Task prompt
Task for the records below: count the lines that contain the word "IBANs" and give only that number.
· · · ·
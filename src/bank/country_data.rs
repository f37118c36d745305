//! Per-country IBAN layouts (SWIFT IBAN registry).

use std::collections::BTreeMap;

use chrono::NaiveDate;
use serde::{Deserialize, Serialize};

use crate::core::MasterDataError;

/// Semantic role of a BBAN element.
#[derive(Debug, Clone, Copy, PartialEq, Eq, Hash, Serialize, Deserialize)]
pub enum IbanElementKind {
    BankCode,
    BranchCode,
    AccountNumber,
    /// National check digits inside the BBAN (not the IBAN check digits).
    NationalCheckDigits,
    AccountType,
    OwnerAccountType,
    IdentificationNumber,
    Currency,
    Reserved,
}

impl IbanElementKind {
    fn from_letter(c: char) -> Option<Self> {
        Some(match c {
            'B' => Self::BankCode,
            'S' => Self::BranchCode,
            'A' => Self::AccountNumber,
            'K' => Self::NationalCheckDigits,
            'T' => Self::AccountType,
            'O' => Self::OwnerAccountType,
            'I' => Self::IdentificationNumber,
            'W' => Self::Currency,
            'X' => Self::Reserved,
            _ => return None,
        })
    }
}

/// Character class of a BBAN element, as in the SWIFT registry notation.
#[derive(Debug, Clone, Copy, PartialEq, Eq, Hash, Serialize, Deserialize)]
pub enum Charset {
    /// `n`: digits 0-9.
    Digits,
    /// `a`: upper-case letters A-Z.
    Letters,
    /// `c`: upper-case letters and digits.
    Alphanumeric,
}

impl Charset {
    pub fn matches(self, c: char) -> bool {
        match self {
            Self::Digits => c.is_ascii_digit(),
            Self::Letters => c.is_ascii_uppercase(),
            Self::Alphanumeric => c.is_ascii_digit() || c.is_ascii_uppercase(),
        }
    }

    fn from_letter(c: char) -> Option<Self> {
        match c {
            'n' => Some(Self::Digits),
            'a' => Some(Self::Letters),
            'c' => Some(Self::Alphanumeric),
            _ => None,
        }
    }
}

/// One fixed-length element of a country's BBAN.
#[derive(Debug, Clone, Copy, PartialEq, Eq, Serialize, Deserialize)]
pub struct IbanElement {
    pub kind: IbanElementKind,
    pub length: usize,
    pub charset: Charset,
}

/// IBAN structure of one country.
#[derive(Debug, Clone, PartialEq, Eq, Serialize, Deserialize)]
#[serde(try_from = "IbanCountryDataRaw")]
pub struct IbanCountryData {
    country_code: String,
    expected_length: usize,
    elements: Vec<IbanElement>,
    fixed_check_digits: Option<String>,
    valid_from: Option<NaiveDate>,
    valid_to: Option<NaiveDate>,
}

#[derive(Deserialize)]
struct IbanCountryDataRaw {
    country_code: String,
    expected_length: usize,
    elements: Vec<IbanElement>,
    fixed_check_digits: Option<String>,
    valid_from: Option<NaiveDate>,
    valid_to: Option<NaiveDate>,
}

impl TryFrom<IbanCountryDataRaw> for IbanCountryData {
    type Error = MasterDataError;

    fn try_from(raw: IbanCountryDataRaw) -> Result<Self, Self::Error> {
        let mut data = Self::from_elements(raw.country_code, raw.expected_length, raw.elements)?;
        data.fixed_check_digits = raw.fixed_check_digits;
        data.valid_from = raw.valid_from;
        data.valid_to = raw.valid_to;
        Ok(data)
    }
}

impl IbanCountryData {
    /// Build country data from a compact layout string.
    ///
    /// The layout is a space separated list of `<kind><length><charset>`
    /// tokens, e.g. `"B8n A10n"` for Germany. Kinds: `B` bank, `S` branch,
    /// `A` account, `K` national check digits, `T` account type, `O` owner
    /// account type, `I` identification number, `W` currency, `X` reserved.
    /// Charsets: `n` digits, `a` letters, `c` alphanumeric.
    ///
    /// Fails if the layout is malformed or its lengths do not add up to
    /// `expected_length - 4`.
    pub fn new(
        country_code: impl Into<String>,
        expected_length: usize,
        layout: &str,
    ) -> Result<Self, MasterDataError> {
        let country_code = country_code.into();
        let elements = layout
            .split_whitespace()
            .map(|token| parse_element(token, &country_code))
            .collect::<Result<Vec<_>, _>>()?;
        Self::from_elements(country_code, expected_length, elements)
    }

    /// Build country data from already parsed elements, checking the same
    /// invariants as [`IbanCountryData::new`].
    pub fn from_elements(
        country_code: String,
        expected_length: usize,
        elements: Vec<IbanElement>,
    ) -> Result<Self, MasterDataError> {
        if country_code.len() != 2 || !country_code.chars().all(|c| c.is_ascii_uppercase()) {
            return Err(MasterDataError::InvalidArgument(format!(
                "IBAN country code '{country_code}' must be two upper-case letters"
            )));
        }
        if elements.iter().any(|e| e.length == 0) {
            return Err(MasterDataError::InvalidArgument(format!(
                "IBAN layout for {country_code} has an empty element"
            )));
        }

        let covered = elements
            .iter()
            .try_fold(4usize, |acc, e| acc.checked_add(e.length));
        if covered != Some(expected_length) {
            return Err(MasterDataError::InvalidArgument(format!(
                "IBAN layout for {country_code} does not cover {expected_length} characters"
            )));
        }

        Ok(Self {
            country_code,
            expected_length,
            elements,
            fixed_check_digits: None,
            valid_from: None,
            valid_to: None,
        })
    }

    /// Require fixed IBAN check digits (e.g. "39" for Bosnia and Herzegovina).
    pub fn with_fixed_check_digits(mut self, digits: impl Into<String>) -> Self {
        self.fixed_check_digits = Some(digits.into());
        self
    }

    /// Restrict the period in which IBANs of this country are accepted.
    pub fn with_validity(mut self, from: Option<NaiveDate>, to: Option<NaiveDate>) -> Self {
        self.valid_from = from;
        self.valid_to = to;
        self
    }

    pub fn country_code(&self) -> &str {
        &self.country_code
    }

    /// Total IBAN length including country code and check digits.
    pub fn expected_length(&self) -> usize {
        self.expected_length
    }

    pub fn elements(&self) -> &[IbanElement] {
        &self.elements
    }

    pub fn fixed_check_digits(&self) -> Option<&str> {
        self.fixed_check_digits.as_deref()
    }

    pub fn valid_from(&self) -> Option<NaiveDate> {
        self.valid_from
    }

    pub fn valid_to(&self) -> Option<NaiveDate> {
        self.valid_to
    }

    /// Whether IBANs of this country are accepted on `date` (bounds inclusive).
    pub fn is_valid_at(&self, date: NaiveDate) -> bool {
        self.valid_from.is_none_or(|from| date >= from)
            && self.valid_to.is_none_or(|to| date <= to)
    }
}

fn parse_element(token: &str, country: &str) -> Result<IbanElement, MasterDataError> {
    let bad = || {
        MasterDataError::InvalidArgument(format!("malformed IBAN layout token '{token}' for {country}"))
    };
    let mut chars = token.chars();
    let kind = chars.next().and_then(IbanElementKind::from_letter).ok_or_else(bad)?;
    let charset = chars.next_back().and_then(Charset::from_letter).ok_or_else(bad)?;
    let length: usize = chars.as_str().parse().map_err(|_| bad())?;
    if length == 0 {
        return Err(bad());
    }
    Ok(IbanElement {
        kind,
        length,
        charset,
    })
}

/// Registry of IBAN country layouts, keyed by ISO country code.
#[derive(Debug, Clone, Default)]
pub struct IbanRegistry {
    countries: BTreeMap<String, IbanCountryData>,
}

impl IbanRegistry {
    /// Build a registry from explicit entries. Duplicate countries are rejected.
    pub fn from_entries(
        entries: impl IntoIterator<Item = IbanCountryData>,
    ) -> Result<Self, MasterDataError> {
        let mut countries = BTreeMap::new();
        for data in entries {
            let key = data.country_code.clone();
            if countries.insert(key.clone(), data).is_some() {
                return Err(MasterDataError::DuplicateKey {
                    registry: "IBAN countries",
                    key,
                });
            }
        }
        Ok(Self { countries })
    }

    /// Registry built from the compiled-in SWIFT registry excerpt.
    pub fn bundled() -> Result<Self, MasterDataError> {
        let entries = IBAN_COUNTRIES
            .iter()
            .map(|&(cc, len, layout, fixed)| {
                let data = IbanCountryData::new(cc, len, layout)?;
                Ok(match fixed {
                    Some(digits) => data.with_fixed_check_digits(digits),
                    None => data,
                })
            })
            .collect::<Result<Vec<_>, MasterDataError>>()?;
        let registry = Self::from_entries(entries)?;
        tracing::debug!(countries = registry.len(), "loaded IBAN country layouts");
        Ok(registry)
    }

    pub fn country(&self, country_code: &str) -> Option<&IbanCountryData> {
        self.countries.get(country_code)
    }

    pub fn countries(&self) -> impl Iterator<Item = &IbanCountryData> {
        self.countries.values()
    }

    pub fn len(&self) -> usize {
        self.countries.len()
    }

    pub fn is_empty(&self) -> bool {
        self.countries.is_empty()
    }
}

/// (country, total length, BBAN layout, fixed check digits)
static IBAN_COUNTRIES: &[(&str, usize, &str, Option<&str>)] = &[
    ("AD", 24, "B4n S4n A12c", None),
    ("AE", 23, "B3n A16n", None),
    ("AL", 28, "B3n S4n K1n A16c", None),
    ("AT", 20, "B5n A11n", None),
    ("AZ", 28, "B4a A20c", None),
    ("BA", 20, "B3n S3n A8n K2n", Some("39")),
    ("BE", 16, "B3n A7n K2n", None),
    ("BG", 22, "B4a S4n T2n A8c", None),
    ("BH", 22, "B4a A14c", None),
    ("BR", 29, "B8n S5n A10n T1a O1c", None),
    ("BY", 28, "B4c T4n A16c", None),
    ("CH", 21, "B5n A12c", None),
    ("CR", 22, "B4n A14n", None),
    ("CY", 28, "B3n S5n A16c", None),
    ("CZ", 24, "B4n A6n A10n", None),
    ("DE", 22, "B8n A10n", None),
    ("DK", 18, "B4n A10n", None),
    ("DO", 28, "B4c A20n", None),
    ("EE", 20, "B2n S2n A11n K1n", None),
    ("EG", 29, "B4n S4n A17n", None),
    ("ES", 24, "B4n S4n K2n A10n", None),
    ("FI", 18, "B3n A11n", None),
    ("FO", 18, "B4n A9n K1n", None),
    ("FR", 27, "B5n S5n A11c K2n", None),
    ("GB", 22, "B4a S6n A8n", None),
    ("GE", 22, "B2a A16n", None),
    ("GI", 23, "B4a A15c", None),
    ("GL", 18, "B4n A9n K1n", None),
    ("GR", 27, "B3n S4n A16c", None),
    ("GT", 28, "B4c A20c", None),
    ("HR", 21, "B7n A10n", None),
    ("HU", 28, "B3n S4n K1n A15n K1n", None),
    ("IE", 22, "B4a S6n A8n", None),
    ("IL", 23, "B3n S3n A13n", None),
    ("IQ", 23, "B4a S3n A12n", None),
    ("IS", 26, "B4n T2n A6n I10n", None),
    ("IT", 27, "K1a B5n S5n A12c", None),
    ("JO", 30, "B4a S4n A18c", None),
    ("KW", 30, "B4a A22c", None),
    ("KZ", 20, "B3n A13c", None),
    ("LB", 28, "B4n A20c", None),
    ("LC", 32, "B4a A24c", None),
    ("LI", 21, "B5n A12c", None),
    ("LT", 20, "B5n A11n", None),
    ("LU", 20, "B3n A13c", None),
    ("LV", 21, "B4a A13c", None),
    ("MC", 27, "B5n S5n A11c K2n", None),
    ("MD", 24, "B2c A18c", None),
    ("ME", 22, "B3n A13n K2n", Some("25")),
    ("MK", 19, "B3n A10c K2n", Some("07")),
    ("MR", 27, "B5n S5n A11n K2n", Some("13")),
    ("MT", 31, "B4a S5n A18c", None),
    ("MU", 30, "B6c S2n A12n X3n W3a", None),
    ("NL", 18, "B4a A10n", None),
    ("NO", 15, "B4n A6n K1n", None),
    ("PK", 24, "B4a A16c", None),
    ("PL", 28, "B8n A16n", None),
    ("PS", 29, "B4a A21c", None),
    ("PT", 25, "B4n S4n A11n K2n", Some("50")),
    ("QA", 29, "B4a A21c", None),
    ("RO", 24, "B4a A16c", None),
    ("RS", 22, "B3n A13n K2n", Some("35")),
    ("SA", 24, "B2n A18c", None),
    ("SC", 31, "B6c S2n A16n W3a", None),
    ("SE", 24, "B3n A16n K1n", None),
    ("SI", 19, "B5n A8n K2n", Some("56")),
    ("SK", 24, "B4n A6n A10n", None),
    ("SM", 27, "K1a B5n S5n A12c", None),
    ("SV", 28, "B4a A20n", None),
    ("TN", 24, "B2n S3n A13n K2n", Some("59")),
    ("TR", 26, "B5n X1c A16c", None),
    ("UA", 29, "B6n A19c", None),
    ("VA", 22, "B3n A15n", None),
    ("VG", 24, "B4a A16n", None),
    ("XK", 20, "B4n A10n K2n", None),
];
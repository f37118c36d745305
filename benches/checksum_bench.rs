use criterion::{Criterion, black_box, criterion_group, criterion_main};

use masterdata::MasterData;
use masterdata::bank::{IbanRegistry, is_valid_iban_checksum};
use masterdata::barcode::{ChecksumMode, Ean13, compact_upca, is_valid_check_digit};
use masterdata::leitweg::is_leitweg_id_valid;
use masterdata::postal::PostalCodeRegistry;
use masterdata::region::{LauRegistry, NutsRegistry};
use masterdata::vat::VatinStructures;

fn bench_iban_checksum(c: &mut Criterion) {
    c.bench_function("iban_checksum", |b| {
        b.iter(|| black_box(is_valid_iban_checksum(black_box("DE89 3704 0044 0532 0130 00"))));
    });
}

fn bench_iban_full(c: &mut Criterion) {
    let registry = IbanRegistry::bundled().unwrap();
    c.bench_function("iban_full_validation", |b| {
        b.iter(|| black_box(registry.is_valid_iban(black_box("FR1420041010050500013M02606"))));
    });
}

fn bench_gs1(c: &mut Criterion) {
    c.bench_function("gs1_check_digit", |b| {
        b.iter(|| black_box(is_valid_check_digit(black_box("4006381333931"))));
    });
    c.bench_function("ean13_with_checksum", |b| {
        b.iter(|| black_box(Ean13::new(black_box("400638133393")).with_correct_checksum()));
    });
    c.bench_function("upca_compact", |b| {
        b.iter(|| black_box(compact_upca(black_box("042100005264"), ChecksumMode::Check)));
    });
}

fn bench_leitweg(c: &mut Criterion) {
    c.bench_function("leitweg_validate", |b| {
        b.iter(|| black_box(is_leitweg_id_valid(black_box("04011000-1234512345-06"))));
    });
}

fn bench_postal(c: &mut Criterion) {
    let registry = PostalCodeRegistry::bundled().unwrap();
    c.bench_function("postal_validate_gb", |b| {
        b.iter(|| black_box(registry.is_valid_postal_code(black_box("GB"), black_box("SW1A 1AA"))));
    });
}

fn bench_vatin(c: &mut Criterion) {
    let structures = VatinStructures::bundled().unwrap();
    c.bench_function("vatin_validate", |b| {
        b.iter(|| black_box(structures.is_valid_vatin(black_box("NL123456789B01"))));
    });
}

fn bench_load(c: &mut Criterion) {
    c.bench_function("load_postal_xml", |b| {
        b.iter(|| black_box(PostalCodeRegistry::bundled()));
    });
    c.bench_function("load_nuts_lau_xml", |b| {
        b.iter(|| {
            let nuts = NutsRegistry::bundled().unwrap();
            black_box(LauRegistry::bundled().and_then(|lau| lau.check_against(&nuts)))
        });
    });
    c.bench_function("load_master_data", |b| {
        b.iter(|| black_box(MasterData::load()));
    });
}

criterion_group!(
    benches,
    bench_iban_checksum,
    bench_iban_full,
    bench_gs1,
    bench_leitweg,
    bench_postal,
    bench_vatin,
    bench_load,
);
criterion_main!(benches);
· · · ·
Answer section
2